» Provided material:
▶

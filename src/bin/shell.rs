//! ETB Shell
//!
//! Interactive client for a running node. Every command is available as
//! `name = command ...`, which stores the result under `name` for later
//! interpolation with `$name`.
//!
//! ```bash
//! etb-shell --host 127.0.0.1 --port 26532
//! etb-shell --batch session.etbsh
//! etb-shell session.etbsh            # run script, then open the REPL
//! ```
//!
//! ## Commands
//!
//! - `query <goal>` - admit a query, returns its id
//! - `wait <id>` / `done <id>` - completion
//! - `info <id>` - root goal, goal state, creation time, origin
//! - `answers <id>` / `claims <id>` / `errors <id>` - results
//! - `close <id>` - cancel a query
//! - `put <local-path> <dest-path>` - upload a file, returns its reference
//! - `get <ref> <local-path>` - download a reference
//! - `ls [dir]` - workspace classification
//! - `connect <host> <port>` / `tunnel <local> <remote>`
//! - `offers <pred/arity>`
//! - `active` / `completed` / `allclaims`
//! - `vars`, `help`, `quit`

use anyhow::{anyhow, bail, Context, Result};
use clap::Parser;
use etb::rpc::PeerClient;
use etb::term::Term;
use rustyline::error::ReadlineError;
use rustyline::DefaultEditor;
use std::collections::HashMap;
use std::path::PathBuf;

#[derive(Parser, Debug)]
#[command(name = "etb-shell", version, about = "Evidential tool bus shell")]
struct Args {
    /// Node address.
    #[arg(long, default_value = "127.0.0.1")]
    host: String,

    /// Node port.
    #[arg(long, default_value_t = 26532)]
    port: u16,

    /// Execute a script and exit.
    #[arg(long)]
    batch: Option<PathBuf>,

    /// Script to execute before opening the REPL.
    script: Option<PathBuf>,
}

struct Shell {
    client: PeerClient,
    bindings: HashMap<String, String>,
}

impl Shell {
    fn new(client: PeerClient) -> Self {
        Shell {
            client,
            bindings: HashMap::new(),
        }
    }

    /// Replace `$name` tokens with stored bindings.
    fn interpolate(&self, input: &str) -> Result<String> {
        let mut out = String::with_capacity(input.len());
        let mut chars = input.chars().peekable();
        while let Some(c) = chars.next() {
            if c != '$' {
                out.push(c);
                continue;
            }
            let mut name = String::new();
            while let Some(&n) = chars.peek() {
                if n.is_alphanumeric() || n == '_' {
                    name.push(n);
                    chars.next();
                } else {
                    break;
                }
            }
            let value = self
                .bindings
                .get(&name)
                .ok_or_else(|| anyhow!("unbound variable ${name}"))?;
            out.push_str(value);
        }
        Ok(out)
    }

    /// Run one line. Returns false when the shell should exit.
    async fn execute(&mut self, line: &str) -> Result<bool> {
        let line = line.trim();
        if line.is_empty() || line.starts_with('#') {
            return Ok(true);
        }

        // `name = command ...` stores the command's result.
        let (binding, command) = match line.split_once('=') {
            Some((name, rest))
                if !name.trim().is_empty()
                    && name.trim().chars().all(|c| c.is_alphanumeric() || c == '_') =>
            {
                (Some(name.trim().to_string()), rest.trim())
            }
            _ => (None, line),
        };

        let command = self.interpolate(command)?;
        let (word, rest) = match command.split_once(char::is_whitespace) {
            Some((w, r)) => (w, r.trim()),
            None => (command.as_str(), ""),
        };

        let result = match word {
            "quit" | "exit" => return Ok(false),
            "help" => {
                print_help();
                None
            }
            "vars" => {
                for (name, value) in &self.bindings {
                    println!("{name} = {value}");
                }
                None
            }
            "query" => {
                if rest.is_empty() {
                    bail!("usage: query <goal>");
                }
                let id = self.client.query(rest).await?;
                println!("{id}");
                Some(id)
            }
            "wait" => {
                self.client.query_wait(rest).await?;
                println!("completed");
                None
            }
            "done" => {
                let done = self.client.query_done(rest).await?;
                println!("{done}");
                Some(done.to_string())
            }
            "info" => {
                let info = self.client.query_info(rest).await?;
                println!("{info:#}");
                None
            }
            "answers" => {
                let answers = self.client.query_answers(rest).await?;
                if answers.is_empty() {
                    println!("(no answers)");
                }
                for answer in &answers {
                    println!("{answer}");
                }
                None
            }
            "claims" => {
                for claim in self.client.query_claims(rest).await? {
                    println!("{}  {}", claim.id, claim.literal);
                }
                None
            }
            "errors" => {
                let errors = self.client.query_errors(rest).await?;
                if errors.is_empty() {
                    println!("(no errors)");
                }
                for claim in errors {
                    println!("{}", claim.literal);
                }
                None
            }
            "close" => {
                self.client.query_close(rest).await?;
                None
            }
            "put" => {
                let (local, dest) = rest
                    .split_once(char::is_whitespace)
                    .ok_or_else(|| anyhow!("usage: put <local-path> <dest-path>"))?;
                let bytes = std::fs::read(local.trim())
                    .with_context(|| format!("reading {}", local.trim()))?;
                let fr = self.client.put_file(&bytes, dest.trim()).await?;
                let encoded =
                    etb::rpc::wire::term_to_json(&Term::FileRef(fr.clone())).to_string();
                println!("{fr}");
                Some(encoded)
            }
            "get" => {
                let (ref_text, local) = rest
                    .rsplit_once(char::is_whitespace)
                    .ok_or_else(|| anyhow!("usage: get <ref> <local-path>"))?;
                let json: serde_json::Value = serde_json::from_str(ref_text.trim())
                    .context("the reference must be the JSON printed by put")?;
                let Term::FileRef(fr) = etb::rpc::wire::term_from_json(&json)? else {
                    bail!("not a file reference: {ref_text}");
                };
                let bytes = self.client.get_file(&fr).await?;
                std::fs::write(local.trim(), &bytes)
                    .with_context(|| format!("writing {}", local.trim()))?;
                println!("{} bytes -> {}", bytes.len(), local.trim());
                None
            }
            "ls" => {
                let report = self.client.ls(rest).await?;
                for dir in &report.dirs {
                    println!("{dir}/");
                }
                for file in &report.in_sync {
                    println!("{file}  (in sync)");
                }
                for file in &report.outdated {
                    println!("{file}  (outdated)");
                }
                for file in &report.untracked {
                    println!("{file}  (untracked)");
                }
                None
            }
            "connect" => {
                let (host, port) = rest
                    .split_once(char::is_whitespace)
                    .ok_or_else(|| anyhow!("usage: connect <host> <port>"))?;
                self.client
                    .connect(host.trim(), port.trim().parse()?)
                    .await?;
                println!("connected");
                None
            }
            "tunnel" => {
                let (local, remote) = rest
                    .split_once(char::is_whitespace)
                    .ok_or_else(|| anyhow!("usage: tunnel <local-port> <remote-port>"))?;
                self.client
                    .tunnel(local.trim().parse()?, remote.trim().parse()?)
                    .await?;
                println!("tunnel installed");
                None
            }
            "offers" => {
                let offered = self.client.offers(rest).await?;
                println!("{offered}");
                Some(offered.to_string())
            }
            "active" => {
                for id in self.client.active_queries().await? {
                    println!("{id}");
                }
                None
            }
            "completed" => {
                for id in self.client.done_queries().await? {
                    println!("{id}");
                }
                None
            }
            "allclaims" => {
                for claim in self.client.get_all_claims().await? {
                    println!("{}  {}", claim.id, claim.literal);
                }
                None
            }
            other => bail!("unknown command {other:?} (try help)"),
        };

        if let (Some(name), Some(value)) = (binding, result) {
            self.bindings.insert(name, value);
        }
        Ok(true)
    }

    async fn run_script(&mut self, path: &PathBuf) -> Result<()> {
        let text =
            std::fs::read_to_string(path).with_context(|| format!("reading {}", path.display()))?;
        for (number, line) in text.lines().enumerate() {
            if !self
                .execute(line)
                .await
                .with_context(|| format!("{}:{}", path.display(), number + 1))?
            {
                break;
            }
        }
        Ok(())
    }
}

fn print_help() {
    println!("commands:");
    println!("  query <goal>             admit a query");
    println!("  wait | done | close <id> completion and cancellation");
    println!("  info <id>                query metadata");
    println!("  answers | claims | errors <id>");
    println!("  put <local> <dest>       upload a file");
    println!("  get <ref> <local>        download a reference");
    println!("  ls [dir]                 workspace classification");
    println!("  connect <host> <port>    join a fabric");
    println!("  tunnel <local> <remote>  install a tunnel rewrite");
    println!("  offers <pred/arity>      capability probe");
    println!("  active | completed | allclaims");
    println!("  name = <command>         bind a result, use as $name");
    println!("  vars | help | quit");
}

#[tokio::main]
async fn main() -> Result<()> {
    let args = Args::parse();
    let mut shell = Shell::new(PeerClient::new(&args.host, args.port));

    if let Some(script) = &args.batch {
        return shell.run_script(script).await;
    }
    if let Some(script) = &args.script {
        shell.run_script(script).await?;
    }

    println!("etb-shell connected to {}:{} (help for commands)", args.host, args.port);
    let mut editor = DefaultEditor::new()?;
    loop {
        match editor.readline("etb> ") {
            Ok(line) => {
                let _ = editor.add_history_entry(line.as_str());
                match shell.execute(&line).await {
                    Ok(true) => {}
                    Ok(false) => break,
                    Err(e) => println!("error: {e:#}"),
                }
            }
            Err(ReadlineError::Interrupted | ReadlineError::Eof) => break,
            Err(e) => {
                println!("readline error: {e}");
                break;
            }
        }
    }
    Ok(())
}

◀

» Required work:
Scan the listing for the string "reading" and copy every line that carries it.

» Task output:
                    .with_context(|| format!("reading {}", local.trim()))?;
            std::fs::read_to_string(path).with_context(|| format!("reading {}", path.display()))?;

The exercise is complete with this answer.